How can i make it more fast?
and, what are the other better solutions of this problem?
this is a standard problem named inversion count
This can be solved using mergesort in O(n*lg(n)). Here is my code for counting the inversions
int a[200001];
long long int count;
void Merge(int p,int q,int r)
{
int n1,n2,i,j,k,li,ri;
n1=q-p+1;
n2=r-q;
int l[n1+1],rt[n2+1];
for(i=0;i<n1;i++)
l[i]=a[p+i];
for(i=0;i<n2;i++)
rt[i]=a[q+1+i];
l[n1]=LONG_MAX;
rt[n2]=LONG_MAX;
li=0;ri=0;
for(i=p;i<=r;i++)
{
if(l[li]<=rt[ri])
a[i]=l[li++];
else
{
a[i]=rt[ri++];
count+=n1-li;
}
}
}
void mergesort(int p,int r)
{
if(p<r)
{
int q=(p+r)/2;
mergesort(p,q);
mergesort(q+1,r);
Merge(p,q,r);
}
}
int main()
{
scanf("%d",&n);
for(i=0;i<n;i++)
scanf("%d",&a[i]);
count=0;
mergesort(0,n-1);
printf("%lld\n",count);
}
Basically the problem of inversion count is to find the no. of pairs i and j where j>i such that a[i]>a[j]

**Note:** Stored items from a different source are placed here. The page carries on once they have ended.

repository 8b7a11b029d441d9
use ratatui::style::Color;

#[derive(Debug, Clone, Copy, PartialEq, Eq)]
pub enum ThemeMode {
    Light,
    Dark,
}

#[derive(Debug, Clone, Copy, PartialEq, Eq)]
pub enum ThemePreset {
    Dark,
    Light,
    HighContrast,
}

impl ThemePreset {
    pub const ALL: &[ThemePreset] = &[
        ThemePreset::Dark,
        ThemePreset::Light,
        ThemePreset::HighContrast,
    ];

    pub fn name(self) -> &'static str {
        match self {
            ThemePreset::Dark => "dark",
            ThemePreset::Light => "light",
            ThemePreset::HighContrast => "high-contrast",
        }
    }

    pub fn from_name(name: &str) -> Self {
        match name.to_lowercase().replace(' ', "-").as_str() {
            "light" => ThemePreset::Light,
            "high-contrast" | "high_contrast" | "highcontrast" | "contrast" => {
                ThemePreset::HighContrast
            }
            _ => ThemePreset::Dark,
        }
    }

    pub fn mode(self) -> ThemeMode {
        match self {
            ThemePreset::Light => ThemeMode::Light,
            _ => ThemeMode::Dark,
        }
    }

    pub fn palette(self) -> Theme {
        let mode = self.mode();
        match self {
            // white marks and a brown highlight on a dimmed black panel
            ThemePreset::Dark => Theme {
                mode,
                preset: self,
                bg_page: Color::Rgb(0, 0, 0),
                bg_panel: Color::Rgb(18, 18, 18),
                text_primary: Color::Rgb(235, 235, 235),
                text_secondary: Color::Rgb(140, 140, 140),
                mark: Color::Rgb(153, 153, 153),
                highlight: Color::Rgb(162, 132, 94),
                arrow: Color::Rgb(162, 132, 94),
            },
            ThemePreset::Light => Theme {
                mode,
                preset: self,
                bg_page: Color::Rgb(245, 240, 232),
                bg_panel: Color::Rgb(250, 246, 240),
                text_primary: Color::Rgb(28, 25, 23),
                text_secondary: Color::Rgb(120, 113, 108),
                mark: Color::Rgb(168, 162, 158),
                highlight: Color::Rgb(130, 91, 50),
                arrow: Color::Rgb(130, 91, 50),
            },
            ThemePreset::HighContrast => Theme {
                mode,
                preset: self,
                bg_page: Color::Rgb(0, 0, 0),
                bg_panel: Color::Rgb(0, 0, 0),
                text_primary: Color::Rgb(255, 255, 255),
                text_secondary: Color::Rgb(200, 200, 200),
                mark: Color::Rgb(255, 255, 255),
                highlight: Color::Rgb(255, 176, 0),
                arrow: Color::Rgb(255, 176, 0),
            },
        }
    }
}

pub(crate) fn parse_hex_color(s: &str) -> Option<Color> {
    let s = s.strip_prefix('#').unwrap_or(s);
    if s.len() != 6 {
        return None;
    }
    let r = u8::from_str_radix(&s[0..2], 16).ok()?;
    let g = u8::from_str_radix(&s[2..4], 16).ok()?;
    let b = u8::from_str_radix(&s[4..6], 16).ok()?;
    Some(Color::Rgb(r, g, b))
}

#[derive(Debug, Clone)]
pub struct Theme {
    pub mode: ThemeMode,
    pub preset: ThemePreset,

    pub bg_page: Color,
    pub bg_panel: Color,

    pub text_primary: Color,
    pub text_secondary: Color,

    /// Base layer marks.
    pub mark: Color,
    /// Marks inside the highlight window.
    pub highlight: Color,
    pub arrow: Color,
}

impl Theme {
    pub fn new(preset: ThemePreset) -> Self {
        preset.palette()
    }

    pub fn from_config(config: &distind_config::TuiConfig) -> Self {
        let mut theme = Self::new(ThemePreset::from_name(&config.theme));
        if let Some(ref hex) = config.accent {
            match parse_hex_color(hex) {
                Some(c) => {
                    theme.highlight = c;
                    theme.arrow = c;
                }
                None => tracing::warn!(accent = %hex, "Ignoring invalid accent colour"),
            }
        }
        theme
    }

    pub fn next_preset(&mut self) {
        let idx = ThemePreset::ALL
            .iter()
            .position(|&p| p == self.preset)
            .unwrap_or(0);
        let next = ThemePreset::ALL[(idx + 1) % ThemePreset::ALL.len()];
        *self = Self::new(next);
    }
}

impl Default for Theme {
    fn default() -> Self {
        Self::new(ThemePreset::Dark)
    }
}

#[cfg(test)]
mod tests {
    use super::*;

    #[test]
    fn preset_round_trip() {
        for preset in ThemePreset::ALL {
            let name = preset.name();
            let parsed = ThemePreset::from_name(name);
            assert_eq!(*preset, parsed, "round-trip failed for {name}");
        }
    }

    #[test]
    fn unknown_name_is_dark() {
        assert_eq!(ThemePreset::from_name("sepia"), ThemePreset::Dark);
    }

    #[test]
    fn parse_hex() {
        assert_eq!(parse_hex_color("#ff0000"), Some(Color::Rgb(255, 0, 0)));
        assert_eq!(parse_hex_color("00ff00"), Some(Color::Rgb(0, 255, 0)));
        assert_eq!(parse_hex_color("#xyz"), None);
        assert_eq!(parse_hex_color(""), None);
    }

    #[test]
    fn accent_override_applied() {
        let config = distind_config::TuiConfig {
            theme: "light".to_string(),
            accent: Some("#00ff00".to_string()),
            ..Default::default()
        };
        let theme = Theme::from_config(&config);
        assert_eq!(theme.preset, ThemePreset::Light);
        assert_eq!(theme.highlight, Color::Rgb(0, 255, 0));
        assert_eq!(theme.arrow, Color::Rgb(0, 255, 0));
    }

    #[test]
    fn cycling_visits_every_preset() {
        let mut theme = Theme::default();
        let mut seen = vec![theme.preset];
        for _ in 1..ThemePreset::ALL.len() {
            theme.next_preset();
            seen.push(theme.preset);
        }
        assert_eq!(seen, ThemePreset::ALL);
        theme.next_preset();
        assert_eq!(theme.preset, ThemePreset::Dark);
    }
}
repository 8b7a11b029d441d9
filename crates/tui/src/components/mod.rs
pub mod footer;
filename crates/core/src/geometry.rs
//! Pure mapping from a distance state and the measured ruler geometry to the
//! horizontal offsets of the highlight window and the pointer arrow.
//!
//! Offsets are measured from the centre of the track. Negative values move
//! toward the "too close" end, positive values toward the "too far" end.

use std::time::Duration;

use crate::state::{DistanceState, VisualPosition};

pub const MARKS: usize = 13;
pub const MARK_WIDTH: f64 = 3.0;
pub const MARK_HEIGHT: f64 = 20.0;
pub const HIGHLIGHT_HEIGHT: f64 = 26.0;
pub const HIGHLIGHT_COUNT: usize = 5;
pub const ANIMATION_DURATION: Duration = Duration::from_millis(950);
pub const UPDATE_INTERVAL: Duration = Duration::from_millis(1500);

#[derive(Debug, Clone, Copy, Default, PartialEq)]
pub struct Size {
    pub width: f64,
    pub height: f64,
}

impl Size {
    pub const ZERO: Size = Size {
        width: 0.0,
        height: 0.0,
    };

    pub fn new(width: f64, height: f64) -> Self {
        Self { width, height }
    }
}

/// Last known layout of the ruler. Zero until the first layout pass.
#[derive(Debug, Clone, Copy, Default, PartialEq)]
pub struct RulerMeasurement {
    /// One inter-mark gap as rendered.
    pub spacer: Size,
    /// The whole mark track.
    pub ruler: Size,
}

impl RulerMeasurement {
    pub fn new(spacer: Size, ruler: Size) -> Self {
        Self { spacer, ruler }
    }

    pub fn is_measured(&self) -> bool {
        self.ruler.width > 0.0
    }
}

/// Fixed dimensions of the ruler.
#[derive(Debug, Clone, Copy, PartialEq)]
pub struct RulerSpec {
    pub marks: usize,
    pub mark_width: f64,
    pub mark_height: f64,
    pub highlight_height: f64,
    pub highlight_count: usize,
}

impl Default for RulerSpec {
    fn default() -> Self {
        Self {
            marks: MARKS,
            mark_width: MARK_WIDTH,
            mark_height: MARK_HEIGHT,
            highlight_height: HIGHLIGHT_HEIGHT,
            highlight_count: HIGHLIGHT_COUNT,
        }
    }
}

#[derive(Debug, Clone, Copy, Default, PartialEq)]
pub struct Offsets {
    pub highlight: f64,
    pub arrow: f64,
}

impl Offsets {
    pub const ZERO: Offsets = Offsets {
        highlight: 0.0,
        arrow: 0.0,
    };
}

/// Width of the highlight window: enough to cover `highlight_count` marks
/// and the gap in front of each.
pub fn highlight_width(spacer: f64, mark_width: f64, highlight_count: usize) -> f64 {
    (spacer + mark_width) * highlight_count as f64
}

pub fn highlight_offset(state: DistanceState, measured: &RulerMeasurement, spec: &RulerSpec) -> f64 {
    if !measured.is_measured() {
        return 0.0;
    }
    let width = highlight_width(measured.spacer.width, spec.mark_width, spec.highlight_count);
    let offset_max = measured.ruler.width - width;
    neutral_if_degenerate(VisualPosition::of(state).direction() * offset_max / 2.0)
}

/// Distance from the centre to just inside the outermost marks.
pub fn edge_offset(measured: &RulerMeasurement, spec: &RulerSpec) -> f64 {
    measured.ruler.width / 2.0 - (measured.spacer.width + spec.mark_width / 2.0)
}

pub fn arrow_offset(state: DistanceState, measured: &RulerMeasurement, spec: &RulerSpec) -> f64 {
    if !measured.is_measured() {
        return 0.0;
    }
    neutral_if_degenerate(VisualPosition::of(state).direction() * edge_offset(measured, spec))
}

pub fn offsets(state: DistanceState, measured: &RulerMeasurement, spec: &RulerSpec) -> Offsets {
    Offsets {
        highlight: highlight_offset(state, measured, spec),
        arrow: arrow_offset(state, measured, spec),
    }
}

fn neutral_if_degenerate(value: f64) -> f64 {
    // -0.0 from the centred direction would break exact equality checks downstream
    if value.is_finite() && value != 0.0 {
        value
    } else {
        0.0
    }
}

#[cfg(test)]
mod tests {
    use super::*;

    fn scenario() -> RulerMeasurement {
        RulerMeasurement::new(Size::new(3.0, 20.0), Size::new(130.0, 20.0))
    }

    #[test]
    fn highlight_window_width() {
        assert_eq!(highlight_width(3.0, 3.0, 5), 30.0);
        assert_eq!(highlight_width(0.0, 3.0, 5), 15.0);
    }

    #[test]
    fn scenario_highlight_offsets() {
        let spec = RulerSpec::default();
        let m = scenario();
        assert_eq!(highlight_offset(DistanceState::TooClose, &m, &spec), -50.0);
        assert_eq!(highlight_offset(DistanceState::TooFar, &m, &spec), 50.0);
    }

    #[test]
    fn scenario_arrow_offsets() {
        let spec = RulerSpec::default();
        let m = scenario();
        assert_eq!(edge_offset(&m, &spec), 60.5);
        assert_eq!(arrow_offset(DistanceState::TooClose, &m, &spec), -60.5);
        assert_eq!(arrow_offset(DistanceState::TooFar, &m, &spec), 60.5);
    }

    #[test]
    fn centred_states_are_zero() {
        let spec = RulerSpec::default();
        for s in [0.0, 1.0, 3.0, 12.5] {
            for w in [0.0, 10.0, 130.0, 1000.0] {
                let m = RulerMeasurement::new(Size::new(s, 1.0), Size::new(w, 1.0));
                for state in [DistanceState::Acceptable, DistanceState::Unknown] {
                    assert_eq!(offsets(state, &m, &spec), Offsets::ZERO, "s={s} w={w}");
                }
            }
        }
    }

    #[test]
    fn symmetric_around_centre() {
        let spec = RulerSpec::default();
        for (s, w) in [(3.0, 130.0), (1.5, 47.0), (7.0, 12.0), (0.0, 64.0)] {
            let m = RulerMeasurement::new(Size::new(s, 1.0), Size::new(w, 1.0));
            let close = offsets(DistanceState::TooClose, &m, &spec);
            let far = offsets(DistanceState::TooFar, &m, &spec);
            assert_eq!(close.highlight, -far.highlight, "s={s} w={w}");
            assert_eq!(close.arrow, -far.arrow, "s={s} w={w}");
        }
    }

    #[test]
    fn unmeasured_is_neutral() {
        let spec = RulerSpec::default();
        let m = RulerMeasurement::default();
        assert!(!m.is_measured());
        for state in DistanceState::ALL {
            let o = offsets(*state, &m, &spec);
            assert_eq!(o, Offsets::ZERO);
            assert!(o.highlight.is_finite() && o.arrow.is_finite());
        }
    }

    #[test]
    fn non_finite_input_is_neutral() {
        let spec = RulerSpec::default();
        let m = RulerMeasurement::new(Size::new(f64::NAN, 1.0), Size::new(100.0, 1.0));
        assert_eq!(offsets(DistanceState::TooFar, &m, &spec), Offsets::ZERO);
    }

    #[test]
    fn repeated_state_gives_same_offsets() {
        let spec = RulerSpec::default();
        let m = scenario();
        let first = offsets(DistanceState::TooFar, &m, &spec);
        let second = offsets(DistanceState::TooFar, &m, &spec);
        assert_eq!(first, second);
    }
}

To know the idea behind this you should know the basic merge sort algorithm
http://en.wikipedia.org/wiki/Merge_sort
Idea:
Use divide and conquer
divide: size of sequence n to two lists of size n/2
conquer: count recursively two lists
combine: this is a trick part (to do it in linear time)
combine use merge-and-count. Suppose the two lists are A, B. They are already sorted. Produce an output list L from A, B while also counting the number of inversions, (a,b) where a is-in A, b is-in B and a>b.
The idea is similar to "merge" in merge-sort. Merge two sorted lists into one output list, but we also count the inversion.
Everytime a_i is appended to the output, no new inversions are encountered, since a_i is smaller than everything left in list B. If b_j is appended to the output, then it is smaller than all the remaining items in A, we increase the number of count of inversions by the number of elements remaining in A.
This reminds me of a similar problem you may want to look at: http://www.spoj.pl/problems/YODANESS/
In your problem, you can't afford the time to swap everything in case there are many swaps required. (imagine if the input was in reverse order 9,8,7,6.. then you would have to swap everything with everything basically.
I think in your case, each number must be swapped with all the numbers to the left of it that are smaller than it.
I suggest you use a range tree http://en.wikipedia.org/wiki/Range_tree
The great thing about a range tree is each node can know how many nodes are to its left and to its right. You could ask the tree "how many numbers are there greater than 10" very efficiently and that's how many swaps you would have for a 9 say.
The trick is to build the range tree as you move from i=0 to i=N-1. At each point you can query the tree against the ith number before inserting the ith number into the range tree.
good luck!
I did the same code in c++, and it is getting accepted,it is taking time about 4.2 seconds on spoj(http://www.spoj.com/submit/CODESPTB/).
here is the code snippet:
//http://www.spoj.com/problems/CODESPTB/
//mandeep singh #msdeep14
#include<iostream>
using namespace std;
int insertionsort(int arr[], int s)
{
int current,i,j,count=0;
for(i=1;i<s;i++)
{
current=arr[i];
for(j=i-1;j>=0;j--)
{
if(current<arr[j])
{
arr[j+1]=arr[j];
count++;
}
else
break;
}
arr[j+1]=current;
}
return count;
}
int main()
{
int t,n,i,res;
int arr[100000];
cin>>t;
while(t--)
{
cin>>n;
for(i=0;i<n;i++)
{
cin>>arr[i];
}
res=insertionsort(arr,n);
cout<<res<<endl;
}
return 0;
}
#include < stdio.h >
int main() {
int N, swaps, temp[100], i, j;
scanf("%d", & N);
int arr[N];
swaps = 0;
for (i = 0; i < N; i++) {
scanf("%d", & temp[i]);
j = i;
while (j > 0 && arr[j - 1] > temp[i]) {
arr[j] = arr[j - 1];
++swaps;
--j;
}
arr[j] = temp[i];
}
printf("%d", swaps);
return 0;
}